> [EXERCISE DESCRIPTION]
Set down all of the records word for word.

> [DATA FOR ANALYSIS]
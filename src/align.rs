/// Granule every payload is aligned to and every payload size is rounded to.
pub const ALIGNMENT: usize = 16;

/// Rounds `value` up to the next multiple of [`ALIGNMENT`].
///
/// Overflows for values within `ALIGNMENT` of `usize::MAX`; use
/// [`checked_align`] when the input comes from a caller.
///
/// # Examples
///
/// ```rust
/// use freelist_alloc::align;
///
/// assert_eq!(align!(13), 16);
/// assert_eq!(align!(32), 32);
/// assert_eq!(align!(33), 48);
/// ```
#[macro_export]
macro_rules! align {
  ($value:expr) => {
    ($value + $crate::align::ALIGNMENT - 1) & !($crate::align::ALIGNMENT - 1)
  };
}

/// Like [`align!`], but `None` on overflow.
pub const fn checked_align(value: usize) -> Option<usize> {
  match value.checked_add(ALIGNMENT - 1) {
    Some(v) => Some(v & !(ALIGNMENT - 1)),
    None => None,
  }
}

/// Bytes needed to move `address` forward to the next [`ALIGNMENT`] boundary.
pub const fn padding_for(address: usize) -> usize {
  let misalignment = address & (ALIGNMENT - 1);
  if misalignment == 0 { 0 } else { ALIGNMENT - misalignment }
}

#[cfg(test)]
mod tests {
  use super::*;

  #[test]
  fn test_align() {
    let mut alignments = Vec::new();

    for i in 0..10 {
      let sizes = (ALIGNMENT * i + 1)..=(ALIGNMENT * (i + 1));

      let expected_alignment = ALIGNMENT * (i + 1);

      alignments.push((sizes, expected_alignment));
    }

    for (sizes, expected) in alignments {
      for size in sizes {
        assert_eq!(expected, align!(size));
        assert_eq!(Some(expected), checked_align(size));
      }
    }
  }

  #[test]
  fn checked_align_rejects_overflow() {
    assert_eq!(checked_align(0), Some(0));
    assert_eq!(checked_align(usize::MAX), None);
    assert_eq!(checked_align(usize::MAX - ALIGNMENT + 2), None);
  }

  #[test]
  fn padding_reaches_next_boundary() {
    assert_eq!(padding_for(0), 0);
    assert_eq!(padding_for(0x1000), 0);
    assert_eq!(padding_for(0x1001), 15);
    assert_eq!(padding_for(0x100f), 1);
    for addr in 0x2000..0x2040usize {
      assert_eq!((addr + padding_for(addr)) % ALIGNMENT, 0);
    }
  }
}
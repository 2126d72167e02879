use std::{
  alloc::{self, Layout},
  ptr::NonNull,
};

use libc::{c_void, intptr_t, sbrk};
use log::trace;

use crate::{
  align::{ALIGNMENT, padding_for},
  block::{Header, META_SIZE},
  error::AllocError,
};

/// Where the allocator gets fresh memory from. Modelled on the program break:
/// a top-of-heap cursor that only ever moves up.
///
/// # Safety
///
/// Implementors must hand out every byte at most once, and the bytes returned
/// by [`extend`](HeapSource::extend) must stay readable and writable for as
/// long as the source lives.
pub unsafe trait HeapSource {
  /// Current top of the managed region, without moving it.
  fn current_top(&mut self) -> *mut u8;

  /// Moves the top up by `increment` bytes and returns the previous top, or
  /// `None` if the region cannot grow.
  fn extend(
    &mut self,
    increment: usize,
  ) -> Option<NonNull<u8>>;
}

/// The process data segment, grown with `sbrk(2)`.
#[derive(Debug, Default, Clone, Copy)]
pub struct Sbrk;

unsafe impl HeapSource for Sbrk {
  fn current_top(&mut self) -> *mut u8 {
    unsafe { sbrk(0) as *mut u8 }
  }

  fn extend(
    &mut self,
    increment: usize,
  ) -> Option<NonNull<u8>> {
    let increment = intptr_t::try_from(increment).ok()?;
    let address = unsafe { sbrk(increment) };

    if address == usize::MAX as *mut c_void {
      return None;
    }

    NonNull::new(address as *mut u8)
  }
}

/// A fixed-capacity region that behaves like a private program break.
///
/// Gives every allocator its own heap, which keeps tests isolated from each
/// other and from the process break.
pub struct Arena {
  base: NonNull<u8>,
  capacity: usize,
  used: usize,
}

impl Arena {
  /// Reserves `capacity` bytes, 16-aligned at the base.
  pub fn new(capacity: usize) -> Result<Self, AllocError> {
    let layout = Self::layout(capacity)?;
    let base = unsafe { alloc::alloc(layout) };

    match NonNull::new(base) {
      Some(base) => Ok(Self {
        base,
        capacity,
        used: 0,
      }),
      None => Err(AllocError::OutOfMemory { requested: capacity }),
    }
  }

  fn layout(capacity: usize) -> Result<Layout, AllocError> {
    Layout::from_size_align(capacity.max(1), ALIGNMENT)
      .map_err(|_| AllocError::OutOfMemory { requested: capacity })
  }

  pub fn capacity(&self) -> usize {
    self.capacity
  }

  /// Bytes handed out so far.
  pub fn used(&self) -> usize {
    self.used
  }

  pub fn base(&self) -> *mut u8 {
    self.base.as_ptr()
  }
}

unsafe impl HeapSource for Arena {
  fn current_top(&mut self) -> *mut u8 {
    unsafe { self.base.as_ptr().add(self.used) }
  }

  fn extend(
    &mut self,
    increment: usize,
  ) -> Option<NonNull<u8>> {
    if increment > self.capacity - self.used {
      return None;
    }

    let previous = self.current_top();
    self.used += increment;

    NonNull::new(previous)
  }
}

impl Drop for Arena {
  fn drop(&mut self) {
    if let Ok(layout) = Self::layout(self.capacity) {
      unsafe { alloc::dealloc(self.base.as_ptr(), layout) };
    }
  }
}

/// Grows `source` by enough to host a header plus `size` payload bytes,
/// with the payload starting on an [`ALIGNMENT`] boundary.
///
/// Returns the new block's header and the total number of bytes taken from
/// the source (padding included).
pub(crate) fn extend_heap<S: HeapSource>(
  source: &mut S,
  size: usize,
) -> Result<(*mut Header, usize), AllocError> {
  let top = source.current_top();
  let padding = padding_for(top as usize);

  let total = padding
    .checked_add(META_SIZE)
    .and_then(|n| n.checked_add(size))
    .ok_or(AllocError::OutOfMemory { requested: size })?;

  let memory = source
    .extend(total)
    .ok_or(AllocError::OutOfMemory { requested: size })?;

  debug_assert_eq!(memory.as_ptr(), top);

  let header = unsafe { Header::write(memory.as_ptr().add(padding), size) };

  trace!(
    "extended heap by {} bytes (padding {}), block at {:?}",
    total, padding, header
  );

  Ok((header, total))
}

> [SOLUTION FOR THIS TASK]
filename src/align.rs
/// Granule every payload is aligned to and every payload size is rounded to.
pub const ALIGNMENT: usize = 16;

/// Rounds `value` up to the next multiple of [`ALIGNMENT`].
///
/// Overflows for values within `ALIGNMENT` of `usize::MAX`; use
/// [`checked_align`] when the input comes from a caller.
///
/// # Examples
///
/// ```rust
/// use freelist_alloc::align;
///
/// assert_eq!(align!(13), 16);
/// assert_eq!(align!(32), 32);
/// assert_eq!(align!(33), 48);
/// ```
#[macro_export]
macro_rules! align {
  ($value:expr) => {
    ($value + $crate::align::ALIGNMENT - 1) & !($crate::align::ALIGNMENT - 1)
  };
}

/// Like [`align!`], but `None` on overflow.
pub const fn checked_align(value: usize) -> Option<usize> {
  match value.checked_add(ALIGNMENT - 1) {
    Some(v) => Some(v & !(ALIGNMENT - 1)),
    None => None,
  }
}

/// Bytes needed to move `address` forward to the next [`ALIGNMENT`] boundary.
pub const fn padding_for(address: usize) -> usize {
  let misalignment = address & (ALIGNMENT - 1);
  if misalignment == 0 { 0 } else { ALIGNMENT - misalignment }
}

#[cfg(test)]
mod tests {
  use super::*;

  #[test]
  fn test_align() {
    let mut alignments = Vec::new();

    for i in 0..10 {
      let sizes = (ALIGNMENT * i + 1)..=(ALIGNMENT * (i + 1));

      let expected_alignment = ALIGNMENT * (i + 1);

      alignments.push((sizes, expected_alignment));
    }

    for (sizes, expected) in alignments {
      for size in sizes {
        assert_eq!(expected, align!(size));
        assert_eq!(Some(expected), checked_align(size));
      }
    }
  }

  #[test]
  fn checked_align_rejects_overflow() {
    assert_eq!(checked_align(0), Some(0));
    assert_eq!(checked_align(usize::MAX), None);
    assert_eq!(checked_align(usize::MAX - ALIGNMENT + 2), None);
  }

  #[test]
  fn padding_reaches_next_boundary() {
    assert_eq!(padding_for(0), 0);
    assert_eq!(padding_for(0x1000), 0);
    assert_eq!(padding_for(0x1001), 15);
    assert_eq!(padding_for(0x100f), 1);
    for addr in 0x2000..0x2040usize {
      assert_eq!((addr + padding_for(addr)) % ALIGNMENT, 0);
    }
  }
}
repository 2126d72167e02879
use std::{
  alloc::{self, Layout},
  ptr::NonNull,
};

use libc::{c_void, intptr_t, sbrk};
use log::trace;

use crate::{
  align::{ALIGNMENT, padding_for},
  block::{Header, META_SIZE},
  error::AllocError,
};

/// Where the allocator gets fresh memory from. Modelled on the program break:
/// a top-of-heap cursor that only ever moves up.
///
/// # Safety
///
/// Implementors must hand out every byte at most once, and the bytes returned
/// by [`extend`](HeapSource::extend) must stay readable and writable for as
/// long as the source lives.
pub unsafe trait HeapSource {
  /// Current top of the managed region, without moving it.
  fn current_top(&mut self) -> *mut u8;

  /// Moves the top up by `increment` bytes and returns the previous top, or
  /// `None` if the region cannot grow.
  fn extend(
    &mut self,
    increment: usize,
  ) -> Option<NonNull<u8>>;
}

/// The process data segment, grown with `sbrk(2)`.
#[derive(Debug, Default, Clone, Copy)]
pub struct Sbrk;

unsafe impl HeapSource for Sbrk {
  fn current_top(&mut self) -> *mut u8 {
    unsafe { sbrk(0) as *mut u8 }
  }

  fn extend(
    &mut self,
    increment: usize,
  ) -> Option<NonNull<u8>> {
    let increment = intptr_t::try_from(increment).ok()?;
    let address = unsafe { sbrk(increment) };

    if address == usize::MAX as *mut c_void {
      return None;
    }

    NonNull::new(address as *mut u8)
  }
}

/// A fixed-capacity region that behaves like a private program break.
///
/// Gives every allocator its own heap, which keeps tests isolated from each
/// other and from the process break.
pub struct Arena {
  base: NonNull<u8>,
  capacity: usize,
  used: usize,
}

impl Arena {
  /// Reserves `capacity` bytes, 16-aligned at the base.
  pub fn new(capacity: usize) -> Result<Self, AllocError> {
    let layout = Self::layout(capacity)?;
    let base = unsafe { alloc::alloc(layout) };

    match NonNull::new(base) {
      Some(base) => Ok(Self {
        base,
        capacity,
        used: 0,
      }),
      None => Err(AllocError::OutOfMemory { requested: capacity }),
    }
  }

  fn layout(capacity: usize) -> Result<Layout, AllocError> {
    Layout::from_size_align(capacity.max(1), ALIGNMENT)
      .map_err(|_| AllocError::OutOfMemory { requested: capacity })
  }

  pub fn capacity(&self) -> usize {
    self.capacity
  }

  /// Bytes handed out so far.
  pub fn used(&self) -> usize {
    self.used
  }

  pub fn base(&self) -> *mut u8 {
    self.base.as_ptr()
  }
}

unsafe impl HeapSource for Arena {
  fn current_top(&mut self) -> *mut u8 {
    unsafe { self.base.as_ptr().add(self.used) }
  }

  fn extend(
    &mut self,
    increment: usize,
  ) -> Option<NonNull<u8>> {
    if increment > self.capacity - self.used {
      return None;
    }

    let previous = self.current_top();
    self.used += increment;

    NonNull::new(previous)
  }
}

impl Drop for Arena {
  fn drop(&mut self) {
    if let Ok(layout) = Self::layout(self.capacity) {
      unsafe { alloc::dealloc(self.base.as_ptr(), layout) };
    }
  }
}

/// Grows `source` by enough to host a header plus `size` payload bytes,
/// with the payload starting on an [`ALIGNMENT`] boundary.
///
/// Returns the new block's header and the total number of bytes taken from
/// the source (padding included).
pub(crate) fn extend_heap<S: HeapSource>(
  source: &mut S,
  size: usize,
) -> Result<(*mut Header, usize), AllocError> {
  let top = source.current_top();
  let padding = padding_for(top as usize);

  let total = padding
    .checked_add(META_SIZE)
    .and_then(|n| n.checked_add(size))
    .ok_or(AllocError::OutOfMemory { requested: size })?;

  let memory = source
    .extend(total)
    .ok_or(AllocError::OutOfMemory { requested: size })?;

  debug_assert_eq!(memory.as_ptr(), top);

  let header = unsafe { Header::write(memory.as_ptr().add(padding), size) };

  trace!(
    "extended heap by {} bytes (padding {}), block at {:?}",
    total, padding, header
  );

  Ok((header, total))
}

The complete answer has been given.